* _Task to carry out_
Copy out each line of the data that includes the string "impl".

*** Opening of Information provided ***

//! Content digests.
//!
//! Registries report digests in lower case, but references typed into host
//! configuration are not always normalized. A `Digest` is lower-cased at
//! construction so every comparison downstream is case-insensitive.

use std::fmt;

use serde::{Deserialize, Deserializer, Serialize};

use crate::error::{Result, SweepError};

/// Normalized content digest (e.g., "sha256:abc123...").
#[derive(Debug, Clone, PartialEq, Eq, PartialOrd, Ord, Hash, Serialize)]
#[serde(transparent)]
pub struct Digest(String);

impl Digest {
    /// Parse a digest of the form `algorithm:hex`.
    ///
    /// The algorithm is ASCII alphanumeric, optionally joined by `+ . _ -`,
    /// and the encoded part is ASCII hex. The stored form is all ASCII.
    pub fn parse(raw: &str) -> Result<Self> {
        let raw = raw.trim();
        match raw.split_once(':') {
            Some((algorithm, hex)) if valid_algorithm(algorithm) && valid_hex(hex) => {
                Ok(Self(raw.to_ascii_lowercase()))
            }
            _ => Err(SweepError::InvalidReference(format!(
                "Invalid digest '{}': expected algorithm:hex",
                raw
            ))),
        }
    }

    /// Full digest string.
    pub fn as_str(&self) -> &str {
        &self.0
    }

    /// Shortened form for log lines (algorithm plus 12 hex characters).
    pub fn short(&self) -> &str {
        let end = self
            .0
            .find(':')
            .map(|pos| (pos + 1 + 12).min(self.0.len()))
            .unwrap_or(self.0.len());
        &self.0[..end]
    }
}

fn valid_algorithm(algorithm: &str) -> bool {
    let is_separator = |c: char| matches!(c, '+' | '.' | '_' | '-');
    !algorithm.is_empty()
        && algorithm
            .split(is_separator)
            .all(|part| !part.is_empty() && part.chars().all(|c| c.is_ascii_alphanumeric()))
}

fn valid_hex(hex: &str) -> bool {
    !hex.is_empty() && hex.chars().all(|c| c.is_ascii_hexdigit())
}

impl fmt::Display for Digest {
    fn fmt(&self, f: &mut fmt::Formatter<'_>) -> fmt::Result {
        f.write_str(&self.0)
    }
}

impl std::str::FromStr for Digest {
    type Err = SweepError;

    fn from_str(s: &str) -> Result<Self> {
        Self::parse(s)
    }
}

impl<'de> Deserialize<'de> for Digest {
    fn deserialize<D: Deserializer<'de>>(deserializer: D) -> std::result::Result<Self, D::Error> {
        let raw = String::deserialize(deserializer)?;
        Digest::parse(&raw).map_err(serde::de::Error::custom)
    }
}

*** Close of Information provided ***

* _Solution below_
impl Digest {
impl fmt::Display for Digest {
impl std::str::FromStr for Digest {
impl<'de> Deserialize<'de> for Digest {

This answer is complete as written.